Since her passing, her eponymous house has carried on the tradition of going against current trends and expectations. It certainly did that with aplomb when it launched its Monsieur de Chanel timepiece last year. The watch itself, with its jumping hour marker at six and enlarged retrograde minute track, would have been newsworthy enough, but when the press discovered it housed Chanel’s first ever in-house movement, the Calibre 1, everyone was talking about it.
At this year’s Baselworld, Chanel unveiled the follow-up. Admittedly, the name, Calibre 2, doesn’t really sound like much to get excited about, but don’t be deceived, for this is another incredible feat of watchmaking – a skeleton movement in the shape of a camellia, one of the house’s most famous symbols.
While the name also suggests that Calibre 2 will be very similar to its parent watch, it is significantly different. “We took a completely different approach here,” states Nicolas Beau, CEO of the Chanel watch division. “Calibre 1 was all about style and complexity, while Calibre 2 was much more about beauty and the idea of making a skeleton.”
While Calibre 1 was designed to highlight the components within the timepiece, the intention was completely the opposite the second time round. It was, as Beau states, “all about pure aesthetics”. The intricate, three-level floral pattern of Calibre 2 has been crafted to conceal the watch’s mechanics, with the wheels hidden within bridges that make up the camellia design.
“I found mavericks who want to be part of a story, not a big machine”
Calibre 2 makes its debut in the Première watch – the case shape of which was originally modelled on the Place Vendôme – which celebrates its 30th anniversary this year. It is quintessentially Chanel – feminine (the case has been set with diamonds) without being overtly girly, and unlike anything else. This isn’t the first time the camellia has featured in the Première – it was previously used to hide a flying tourbillon, created for the house by renowned watch manufacturer Renaud & Papi.
“We wanted to create something mechanical, but with the technical element hidden,” explains Beau. “After a few discussions, Renaud & Papi understood we were not trying to impress with teeth and wheels, but with beauty. Creativity is king here; we do whatever we think is right and the technicians need to adapt.”
It is this need to future-proof Chanel’s watchmaking arm that has led to setting up an in-house department, which is responsible for Calibres 1 and 2 and now in the midst of working on Calibre 3. “If it were 1980, I would probably not have invested in movements and continued to work with experts,” says Beau. “However, in this world where we are surrounded by big groups, you can’t really depend on anyone because they could be bought tomorrow.

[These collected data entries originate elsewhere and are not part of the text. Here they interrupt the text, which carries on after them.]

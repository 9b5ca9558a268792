//! Page classification
//!
//! The hosting page's address decides which workflow is initialized.

use crate::rules::RuleTable;

/// Form workflow served by a page.
#[derive(Debug, Clone, Copy, PartialEq, Eq)]
pub enum PageKind {
	/// Multi-step account signup with persisted progress.
	Signup,
	/// Single-page project create or edit form.
	ProjectForm,
	/// Single-page profile edit form.
	UserEdit,
}

impl PageKind {
	/// Classify a page by substrings of its address.
	///
	/// # Examples
	///
	/// ```
	/// use stackportfolio_forms::routing::PageKind;
	///
	/// assert_eq!(PageKind::classify("https://example.com/accounts/signup/"), Some(PageKind::Signup));
	/// assert_eq!(PageKind::classify("/project/create/"), Some(PageKind::ProjectForm));
	/// assert_eq!(PageKind::classify("/project/12/edit/"), Some(PageKind::ProjectForm));
	/// assert_eq!(PageKind::classify("/user/ada/edit/"), Some(PageKind::UserEdit));
	/// assert_eq!(PageKind::classify("/project/12/"), None);
	/// ```
	pub fn classify(url: &str) -> Option<Self> {
		if url.contains("signup") {
			Some(Self::Signup)
		} else if url.contains("project/create") || (url.contains("project/") && url.contains("edit")) {
			Some(Self::ProjectForm)
		} else if url.contains("user/") && url.contains("edit") {
			Some(Self::UserEdit)
		} else {
			None
		}
	}

	pub fn rules(self) -> RuleTable {
		match self {
			Self::Signup => RuleTable::signup(),
			Self::ProjectForm => RuleTable::project(),
			Self::UserEdit => RuleTable::user_edit(),
		}
	}

	pub fn is_multi_step(self) -> bool {
		matches!(self, Self::Signup)
	}

	/// Whether in-progress values are saved across reloads.
	pub fn persists_progress(self) -> bool {
		self.is_multi_step()
	}
}

#[cfg(test)]
mod tests {
	use super::*;
	use rstest::rstest;

	#[rstest]
	#[case("/accounts/signup/", Some(PageKind::Signup))]
	#[case("/project/create/", Some(PageKind::ProjectForm))]
	#[case("/project/4/edit/", Some(PageKind::ProjectForm))]
	#[case("/user/grace/edit/", Some(PageKind::UserEdit))]
	#[case("/user/grace/", None)]
	#[case("/", None)]
	fn test_classify(#[case] url: &str, #[case] expected: Option<PageKind>) {
		assert_eq!(PageKind::classify(url), expected);
	}

	#[rstest]
	fn test_only_signup_persists_progress() {
		assert!(PageKind::Signup.persists_progress());
		assert!(!PageKind::ProjectForm.persists_progress());
		assert!(!PageKind::UserEdit.persists_progress());
	}
}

It has been a massive investment, but if you don’t control your production, you open yourself up to issues in the future.”

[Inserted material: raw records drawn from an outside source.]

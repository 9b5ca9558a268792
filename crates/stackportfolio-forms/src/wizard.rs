//! Multi-step form engine
//!
//! [`StepperEngine`] owns the ordered steps of a form, the active index, the
//! in-progress [`FormSnapshot`] and, optionally, the [`FormDataStore`] that
//! persists it. Each input event is processed to completion in one call:
//! field validity, password state and every step's "next" control state are
//! recomputed together and returned as one [`InputOutcome`].
//!
//! ```mermaid
//! stateDiagram-v2
//!     [*] --> Step0
//!     Step0 --> Step1: next (step 0 valid)
//!     Step1 --> Step0: previous
//!     Step1 --> Summary: next (step 1 valid)
//!     Summary --> Step1: previous
//!     Summary --> [*]: submit (clears snapshot)
//! ```

use crate::field::FieldKind;
use crate::form::{FieldReport, FormError, FormModel, FormResult};
use crate::password::PasswordReport;
use crate::store::{FormDataStore, FormSnapshot};

/// An ordered container of field names.
#[derive(Debug, Clone, PartialEq, Eq)]
pub struct Step {
	pub fields: Vec<String>,
}

impl Step {
	pub fn new<I, S>(fields: I) -> Self
	where
		I: IntoIterator<Item = S>,
		S: Into<String>,
	{
		Self {
			fields: fields.into_iter().map(Into::into).collect(),
		}
	}

	/// A step without inputs, such as the read-only summary.
	pub fn empty() -> Self {
		Self { fields: Vec::new() }
	}
}

/// Position within the stepper. `active_index < total_steps` always holds.
#[derive(Debug, Clone, Copy, PartialEq, Eq)]
pub struct StepperState {
	pub active_index: usize,
	pub total_steps: usize,
}

impl StepperState {
	pub fn is_first(&self) -> bool {
		self.active_index == 0
	}

	pub fn is_last(&self) -> bool {
		self.active_index + 1 == self.total_steps
	}
}

/// Visibility of one step container.
#[derive(Debug, Clone, Copy, PartialEq, Eq)]
pub struct StepView {
	pub index: usize,
	pub visible: bool,
	/// Whether the step's interactive descendants stay in the tab order.
	pub focusable: bool,
}

/// Enabled state of the "next" (or submit) control of one step.
#[derive(Debug, Clone, Copy, PartialEq, Eq)]
pub struct ButtonState {
	pub step: usize,
	pub enabled: bool,
}

/// Progress mark of one step in the counter.
#[derive(Debug, Clone, Copy, PartialEq, Eq)]
pub enum StepMark {
	Complete,
	Active,
	Pending,
}

impl StepMark {
	pub const CHECKMARK: &'static str = "✓";
}

/// State shared by the mobile and desktop step counters.
#[derive(Debug, Clone, PartialEq, Eq)]
pub struct StepCounter {
	pub marks: Vec<StepMark>,
}

impl StepCounter {
	/// Text shown inside the counter item for step `index`.
	///
	/// # Examples
	///
	/// ```
	/// use stackportfolio_forms::wizard::{StepCounter, StepMark};
	///
	/// let counter = StepCounter { marks: vec![StepMark::Complete, StepMark::Active, StepMark::Pending] };
	/// assert_eq!(counter.label(0), "✓");
	/// assert_eq!(counter.label(1), "2");
	/// assert_eq!(counter.label(2), "3");
	/// ```
	pub fn label(&self, index: usize) -> String {
		match self.marks.get(index) {
			Some(StepMark::Complete) => StepMark::CHECKMARK.to_string(),
			_ => (index + 1).to_string(),
		}
	}
}

/// One row of the read-only summary step.
#[derive(Debug, Clone, PartialEq, Eq)]
pub struct SummaryEntry {
	pub name: String,
	/// Class of the summary element, `<name with '_' as '-'>-field`.
	pub hook: String,
	pub value: String,
}

impl SummaryEntry {
	pub fn new(name: &str, value: &str) -> Self {
		Self {
			name: name.to_string(),
			hook: format!("{}-field", name.replace('_', "-")),
			value: value.to_string(),
		}
	}
}

/// Everything that changed as a result of one input event.
#[derive(Debug, Clone, PartialEq, Eq)]
pub struct InputOutcome {
	pub fields: Vec<FieldReport>,
	pub password: Option<PasswordReport>,
	pub buttons: Vec<ButtonState>,
}

/// A completed move between steps.
#[derive(Debug, Clone, PartialEq, Eq)]
pub struct Transition {
	pub from: usize,
	pub to: usize,
	/// Populated when the move lands on the summary step.
	pub summary: Option<Vec<SummaryEntry>>,
}

/// Step-by-step form state machine.
#[derive(Debug)]
pub struct StepperEngine {
	form: FormModel,
	steps: Vec<Step>,
	state: StepperState,
	snapshot: FormSnapshot,
	store: Option<FormDataStore>,
	has_summary: bool,
}

impl StepperEngine {
	/// Create a multi-step engine; the last step is the summary.
	///
	/// # Examples
	///
	/// ```
	/// use stackportfolio_forms::{Field, FormModel};
	/// use stackportfolio_forms::wizard::{Step, StepperEngine};
	///
	/// let form = FormModel::new(vec![Field::text("first_name").required()]);
	/// let mut stepper = StepperEngine::new(form, vec![Step::new(["first_name"]), Step::empty()]).unwrap();
	///
	/// assert!(stepper.next().is_err());
	/// stepper.on_input("first_name", "Ada").unwrap();
	/// assert_eq!(stepper.next().unwrap().to, 1);
	/// ```
	pub fn new(form: FormModel, steps: Vec<Step>) -> FormResult<Self> {
		if steps.is_empty() {
			return Err(FormError::NoSteps);
		}
		if let Some(missing) = steps
			.iter()
			.flat_map(|step| step.fields.iter())
			.find(|name| !form.contains(name))
		{
			return Err(FormError::UnknownField(missing.clone()));
		}
		let has_summary = steps.len() > 1;
		Ok(Self {
			state: StepperState {
				active_index: 0,
				total_steps: steps.len(),
			},
			form,
			steps,
			snapshot: FormSnapshot::new(),
			store: None,
			has_summary,
		})
	}

	/// A one-step engine over every field; its "next" control is the submit button.
	pub fn single_page(form: FormModel) -> Self {
		let step = Step::new(form.fields().iter().map(|f| f.name.clone()));
		Self {
			state: StepperState {
				active_index: 0,
				total_steps: 1,
			},
			form,
			steps: vec![step],
			snapshot: FormSnapshot::new(),
			store: None,
			has_summary: false,
		}
	}

	/// Attach persistence and load any saved progress back into the fields.
	///
	/// Restored non-empty values count as touched.
	pub fn with_store(mut self, store: FormDataStore) -> Self {
		let restored = store.restore();
		for (name, value) in restored.iter() {
			if let Some(field) = self.form.field_mut(name)
				&& field.is_persistable()
			{
				field.raw_value = value.to_string();
				field.touched = !value.is_empty();
				self.snapshot.record(field);
			}
		}
		tracing::debug!(restored = self.snapshot.len(), "restored form progress");
		self.store = Some(store);
		self
	}

	pub fn form(&self) -> &FormModel {
		&self.form
	}

	pub fn state(&self) -> StepperState {
		self.state
	}

	pub fn active_index(&self) -> usize {
		self.state.active_index
	}

	pub fn total_steps(&self) -> usize {
		self.state.total_steps
	}

	pub fn steps(&self) -> &[Step] {
		&self.steps
	}

	pub fn snapshot(&self) -> &FormSnapshot {
		&self.snapshot
	}

	/// Index of the step containing `name`.
	pub fn step_of(&self, name: &str) -> Option<usize> {
		self.steps
			.iter()
			.position(|step| step.fields.iter().any(|f| f == name))
	}

	/// Apply a user change and recompute all dependent state.
	pub fn on_input(&mut self, name: &str, value: impl Into<String>) -> FormResult<InputOutcome> {
		self.form.set_value(name, value)?;

		let fields = self
			.form
			.dependents_of(name)
			.iter()
			.map(|dependent| self.form.validate_field(dependent))
			.collect::<FormResult<Vec<_>>>()?;

		if fields.first().is_some_and(|report| report.verdict.is_valid)
			&& let Some(field) = self.form.field(name)
			&& self.snapshot.record(field)
		{
			self.persist();
		}

		Ok(InputOutcome {
			fields,
			password: self.form.password_report(),
			buttons: self.button_states(),
		})
	}

	/// Aggregate validity of step `index`.
	pub fn is_step_valid(&self, index: usize) -> FormResult<bool> {
		let step = self.steps.get(index).ok_or(FormError::StepOutOfRange {
			index,
			total: self.state.total_steps,
		})?;
		for name in &step.fields {
			if !self.form.is_field_valid(name)? {
				return Ok(false);
			}
		}
		Ok(true)
	}

	/// State of every step's "next" control.
	pub fn button_states(&self) -> Vec<ButtonState> {
		(0..self.steps.len())
			.map(|step| ButtonState {
				step,
				enabled: self.is_step_valid(step).unwrap_or(false),
			})
			.collect()
	}

	/// Advance to the next step if the active one is valid.
	pub fn next(&mut self) -> FormResult<Transition> {
		let from = self.state.active_index;
		if self.state.is_last() {
			return Err(FormError::AtFinalStep);
		}
		if !self.is_step_valid(from)? {
			tracing::debug!(step = from, "next blocked by invalid step");
			return Err(FormError::NavigationBlocked { step: from });
		}

		for name in &self.steps[from].fields {
			if let Some(field) = self.form.field(name) {
				self.snapshot.record(field);
			}
		}
		self.persist();

		let to = from + 1;
		self.state.active_index = to;
		tracing::debug!(from, to, "advanced step");

		let summary = (self.has_summary && self.state.is_last()).then(|| self.summary());
		Ok(Transition { from, to, summary })
	}

	/// Go back one step. A no-op on the first step.
	pub fn previous(&mut self) -> Option<Transition> {
		let from = self.state.active_index;
		if from == 0 {
			return None;
		}
		let to = from - 1;
		self.state.active_index = to;
		tracing::debug!(from, to, "returned to step");
		Some(Transition {
			from,
			to,
			summary: None,
		})
	}

	/// Finish the form from the final step.
	///
	/// Clears persisted progress and returns the native submission payload.
	pub fn submit(&mut self) -> FormResult<Vec<(String, String)>> {
		let step = self.state.active_index;
		if !self.state.is_last() {
			return Err(FormError::NotAtFinalStep { step });
		}
		if !self.is_step_valid(step)? {
			return Err(FormError::NavigationBlocked { step });
		}
		self.snapshot.reset();
		if let Some(store) = &self.store {
			store.clear()?;
		}
		tracing::debug!(step, "form submitted");
		Ok(self.payload())
	}

	/// Drop saved progress and return to the first step.
	pub fn reset(&mut self) -> FormResult<()> {
		self.snapshot.reset();
		if let Some(store) = &self.store {
			store.clear()?;
		}
		self.state.active_index = 0;
		Ok(())
	}

	/// Visibility of every step; only the active one is shown and focusable.
	pub fn step_views(&self) -> Vec<StepView> {
		(0..self.steps.len())
			.map(|index| {
				let active = index == self.state.active_index;
				StepView {
					index,
					visible: active,
					focusable: active,
				}
			})
			.collect()
	}

	pub fn counter(&self) -> StepCounter {
		let active = self.state.active_index;
		StepCounter {
			marks: (0..self.steps.len())
				.map(|index| match index.cmp(&active) {
					std::cmp::Ordering::Less => StepMark::Complete,
					std::cmp::Ordering::Equal => StepMark::Active,
					std::cmp::Ordering::Greater => StepMark::Pending,
				})
				.collect(),
		}
	}

	/// Share of the form reached, counting the active step as reached.
	pub fn progress_percentage(&self) -> u8 {
		let reached = (self.state.active_index + 1) * 100 / self.state.total_steps;
		u8::try_from(reached).unwrap_or(100)
	}

	/// Snapshot values in field declaration order.
	pub fn summary(&self) -> Vec<SummaryEntry> {
		self.form
			.fields()
			.iter()
			.filter_map(|field| {
				self.snapshot
					.get(&field.name)
					.map(|value| SummaryEntry::new(&field.name, value))
			})
			.collect()
	}

	/// Named values for the native submission, secrets included.
	pub fn payload(&self) -> Vec<(String, String)> {
		self.form
			.fields()
			.iter()
			.filter(|field| field.kind != FieldKind::File)
			.map(|field| (field.name.clone(), field.raw_value.clone()))
			.collect()
	}

	fn persist(&self) {
		if let Some(store) = &self.store
			&& let Err(e) = store.save(&self.snapshot)
		{
			tracing::warn!(error = %e, "failed to persist form progress");
		}
	}
}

The man safeguarding Chanel’s future in the watch industry is none other than Romain Gauthier – the legendary watchmaker and protégé of Philippe Dufour – as well as eight other people who work exclusively for the house on movement conception and construction. “When I started, I thought it would be hard to convince great watchmakers to work at Chanel,” says Beau. “But I found mavericks who wanted to be part of a story, not a big machine.” It was these mavericks who embraced what Beau describes as a “crazy” challenge simply to prove that it could be done.

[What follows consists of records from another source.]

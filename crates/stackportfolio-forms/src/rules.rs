//! Declarative per-field rule table
//!
//! Every field-specific policy lives here as data: a [`FieldRule`] names the
//! overrides, the format check and the cross-field dependency of one field,
//! and a [`RuleTable`] maps field names to rules. The generic validation
//! routine consults the table instead of branching per call site.
//!
//! ```mermaid
//! flowchart LR
//!     Table["RuleTable<br/>name -> FieldRule"] --> Form["FormModel::validate_field"]
//!     Field["Field<br/>(declared constraints)"] --> Form
//!     Form --> Validator["FieldValidator"]
//!     Form --> Password["password::check_passwords"]
//! ```

use crate::field::{Field, FieldKind};
use regex::Regex;
use std::collections::HashMap;

pub const PHONE_NUMBER_FIELD: &str = "phone_number";
pub const PASSWORD1_FIELD: &str = "password1";
pub const PASSWORD2_FIELD: &str = "password2";

/// An HTML-style pattern: each clause must match the whole value.
///
/// The regex engine has no lookaround, so a pattern such as
/// `^(?=.*[A-Za-z])[A-Za-z\d\s]{3,100}$` is written as two clauses,
/// `.*[A-Za-z].*` and `[A-Za-z\d\s]{3,100}`.
#[derive(Debug, Clone)]
pub struct FieldPattern {
	source: String,
	clauses: Vec<Regex>,
}

impl FieldPattern {
	/// Compile a single-clause pattern, anchored like the HTML `pattern` attribute.
	///
	/// # Examples
	///
	/// ```
	/// use stackportfolio_forms::rules::FieldPattern;
	///
	/// let pattern = FieldPattern::new(r"\d+").unwrap();
	/// assert!(pattern.is_match("0123"));
	/// assert!(!pattern.is_match("01a3"));
	/// ```
	pub fn new(pattern: &str) -> Result<Self, regex::Error> {
		Self::all_of([pattern])
	}

	/// Compile a conjunction of clauses.
	///
	/// # Examples
	///
	/// ```
	/// use stackportfolio_forms::rules::FieldPattern;
	///
	/// let pattern = FieldPattern::all_of([r".*[A-Za-z].*", r"[A-Za-z\d\s]{3,100}"]).unwrap();
	/// assert!(pattern.is_match("My App 2"));
	/// assert!(!pattern.is_match("123"));
	/// assert!(!pattern.is_match("App!"));
	/// ```
	pub fn all_of<'a>(clauses: impl IntoIterator<Item = &'a str>) -> Result<Self, regex::Error> {
		let sources: Vec<&str> = clauses.into_iter().collect();
		let compiled = sources
			.iter()
			.map(|clause| Regex::new(&format!("^(?:{})$", clause)))
			.collect::<Result<Vec<_>, _>>()?;
		Ok(Self {
			source: sources.join(" && "),
			clauses: compiled,
		})
	}

	pub fn is_match(&self, value: &str) -> bool {
		self.clauses.iter().all(|clause| clause.is_match(value))
	}

	pub fn as_str(&self) -> &str {
		&self.source
	}
}

/// Per-call overrides that take precedence over a field's declared constraints.
#[derive(Debug, Clone, Default)]
pub struct ValidationOptions {
	pub required: Option<bool>,
	pub message: Option<String>,
	pub min_length: Option<usize>,
	pub max_length: Option<usize>,
	pub pattern: Option<FieldPattern>,
}

impl ValidationOptions {
	pub fn new() -> Self {
		Self::default()
	}

	pub fn required(mut self, required: bool) -> Self {
		self.required = Some(required);
		self
	}

	pub fn with_message(mut self, message: impl Into<String>) -> Self {
		self.message = Some(message.into());
		self
	}

	pub fn with_min_length(mut self, min_length: usize) -> Self {
		self.min_length = Some(min_length);
		self
	}

	pub fn with_max_length(mut self, max_length: usize) -> Self {
		self.max_length = Some(max_length);
		self
	}

	pub fn with_pattern(mut self, pattern: FieldPattern) -> Self {
		self.pattern = Some(pattern);
		self
	}

	/// Overlay `self` on top of `base`; values set in `self` win.
	pub fn merged_over(&self, base: &ValidationOptions) -> ValidationOptions {
		ValidationOptions {
			required: self.required.or(base.required),
			message: self.message.clone().or_else(|| base.message.clone()),
			min_length: self.min_length.or(base.min_length),
			max_length: self.max_length.or(base.max_length),
			pattern: self.pattern.clone().or_else(|| base.pattern.clone()),
		}
	}
}

/// Domain format layered on top of constraint validation.
#[derive(Debug, Clone, Copy, PartialEq, Eq)]
pub enum FormatCheck {
	/// Digits only (`^\d+$`); an empty value is left to the other rules.
	Digits,
	/// `^[^\s@]+@[^\s@]+\.[^\s@]{2,}$`
	Email,
}

impl FormatCheck {
	pub fn message(self) -> &'static str {
		match self {
			Self::Digits => "Phone number must only contain numbers.",
			Self::Email => "Please enter a valid email address.",
		}
	}
}

/// A dependency on another field's value.
#[derive(Debug, Clone, PartialEq, Eq)]
pub enum CrossField {
	/// Two password inputs that must match and satisfy the strength policy.
	PasswordPair { first: String, second: String },
}

impl CrossField {
	pub fn password_pair() -> Self {
		Self::PasswordPair {
			first: PASSWORD1_FIELD.to_string(),
			second: PASSWORD2_FIELD.to_string(),
		}
	}

	/// Names of every field involved in the dependency.
	pub fn fields(&self) -> [&str; 2] {
		match self {
			Self::PasswordPair { first, second } => [first.as_str(), second.as_str()],
		}
	}
}

/// Tagged rule descriptor for one field.
#[derive(Debug, Clone, Default)]
pub struct FieldRule {
	pub options: ValidationOptions,
	pub format: Option<FormatCheck>,
	pub cross_field: Option<CrossField>,
}

impl FieldRule {
	pub fn new() -> Self {
		Self::default()
	}

	pub fn with_options(mut self, options: ValidationOptions) -> Self {
		self.options = options;
		self
	}

	pub fn with_format(mut self, format: FormatCheck) -> Self {
		self.format = Some(format);
		self
	}

	pub fn with_cross_field(mut self, cross_field: CrossField) -> Self {
		self.cross_field = Some(cross_field);
		self
	}
}

/// Field name to rule descriptor mapping.
#[derive(Debug, Clone)]
pub struct RuleTable {
	rules: HashMap<String, FieldRule>,
}

impl Default for RuleTable {
	/// Rules shared by every form: digits-only phone numbers and the
	/// `password1`/`password2` pair.
	fn default() -> Self {
		let mut table = Self::empty();
		table.insert(
			PHONE_NUMBER_FIELD,
			FieldRule::new().with_format(FormatCheck::Digits),
		);
		for name in [PASSWORD1_FIELD, PASSWORD2_FIELD] {
			table.insert(
				name,
				FieldRule::new().with_cross_field(CrossField::password_pair()),
			);
		}
		table
	}
}

impl RuleTable {
	pub fn empty() -> Self {
		Self {
			rules: HashMap::new(),
		}
	}

	/// Rules for the account signup stepper.
	///
	/// # Examples
	///
	/// ```
	/// use stackportfolio_forms::rules::RuleTable;
	///
	/// let table = RuleTable::signup();
	/// let first_name = table.get("first_name").unwrap();
	/// assert_eq!(first_name.options.max_length, Some(40));
	/// assert_eq!(first_name.options.required, Some(true));
	/// ```
	pub fn signup() -> Self {
		let mut table = Self::default();
		for name in ["first_name", "last_name"] {
			table.insert(
				name,
				FieldRule::new().with_options(
					ValidationOptions::new()
						.required(true)
						.with_max_length(40),
				),
			);
		}
		table.insert(
			"username",
			FieldRule::new().with_options(
				ValidationOptions::new()
					.with_max_length(20)
					.with_message(
						"Username must contain 5 characters and it can't contain symbols or spaces.",
					),
			),
		);
		table
	}

	/// Rules for the profile edit form; identical policies to signup.
	pub fn user_edit() -> Self {
		Self::signup()
	}

	/// Rules for the project create/edit form.
	///
	/// # Examples
	///
	/// ```
	/// use stackportfolio_forms::rules::RuleTable;
	///
	/// let table = RuleTable::project();
	/// let pattern = table.get("project_name").unwrap().options.pattern.clone().unwrap();
	/// assert!(pattern.is_match("Portfolio 2"));
	/// assert!(!pattern.is_match("2024"));
	/// ```
	pub fn project() -> Self {
		let mut table = Self::default();
		// Both clauses are fixed literals that always compile.
		let pattern = FieldPattern::all_of([r".*[A-Za-z].*", r"[A-Za-z\d\s]{3,100}"]).ok();
		let mut options = ValidationOptions::new()
			.with_min_length(3)
			.with_message("Project name must be at least 3 characters long and can't contain symbols.");
		options.pattern = pattern;
		table.insert("project_name", FieldRule::new().with_options(options));
		table
	}

	pub fn insert(&mut self, name: impl Into<String>, rule: FieldRule) {
		self.rules.insert(name.into(), rule);
	}

	pub fn with_rule(mut self, name: impl Into<String>, rule: FieldRule) -> Self {
		self.insert(name, rule);
		self
	}

	pub fn get(&self, name: &str) -> Option<&FieldRule> {
		self.rules.get(name)
	}

	/// Effective rule for `field`: the table entry plus kind-implied formats.
	pub fn rule_for(&self, field: &Field) -> FieldRule {
		let mut rule = self.get(&field.name).cloned().unwrap_or_default();
		if rule.format.is_none() && field.kind == FieldKind::Email {
			rule.format = Some(FormatCheck::Email);
		}
		rule
	}
}

#[cfg(test)]
mod tests {
	use super::*;
	use rstest::rstest;

	#[rstest]
	#[case("ab1", true)]
	#[case("Hello World", true)]
	#[case("12", false)]
	#[case("123", false)]
	#[case("App!", false)]
	#[case("ab", false)]
	fn test_project_name_pattern(#[case] value: &str, #[case] expected: bool) {
		// Arrange
		let table = RuleTable::project();
		let pattern = table
			.get("project_name")
			.and_then(|rule| rule.options.pattern.clone())
			.unwrap();

		// Act + Assert
		assert_eq!(pattern.is_match(value), expected, "value: {value:?}");
	}

	#[rstest]
	fn test_pattern_is_anchored() {
		// Arrange
		let pattern = FieldPattern::new("abc").unwrap();

		// Act + Assert
		assert!(pattern.is_match("abc"));
		assert!(!pattern.is_match("xabc"));
		assert!(!pattern.is_match("abcx"));
	}

	#[rstest]
	fn test_options_merge_prefers_override() {
		// Arrange
		let base = ValidationOptions::new()
			.with_max_length(80)
			.with_message("base");
		let overrides = ValidationOptions::new().with_max_length(40);

		// Act
		let merged = overrides.merged_over(&base);

		// Assert
		assert_eq!(merged.max_length, Some(40));
		assert_eq!(merged.message.as_deref(), Some("base"));
	}

	#[rstest]
	fn test_rule_for_email_kind_adds_email_format() {
		// Arrange
		let table = RuleTable::empty();
		let field = Field::new("contact", FieldKind::Email);

		// Act
		let rule = table.rule_for(&field);

		// Assert
		assert_eq!(rule.format, Some(FormatCheck::Email));
	}

	#[rstest]
	fn test_default_table_pairs_passwords() {
		let table = RuleTable::default();

		for name in [PASSWORD1_FIELD, PASSWORD2_FIELD] {
			assert_eq!(
				table.get(name).and_then(|rule| rule.cross_field.clone()),
				Some(CrossField::password_pair())
			);
		}
		assert_eq!(
			table.get(PHONE_NUMBER_FIELD).and_then(|rule| rule.format),
			Some(FormatCheck::Digits)
		);
	}
}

It almost sounds ridiculous when Beau refers to the Calibre 2 as “basic” and a starting point from which Chanel can develop other time-only movements. “We could call it the 2.1 or something,” he says, in what is perhaps a nod to the classic quilted 2.55 handbag. Whatever does come next, whether that be the Calibre 3 or the hinted-at entirely new women’s watch that will apparently be Chanel’s “vision of the next 30 years of feminine watch design”, you can be sure it will be unexpected. As the house’s founder once said: “In order to be irreplaceable, one must always be different.”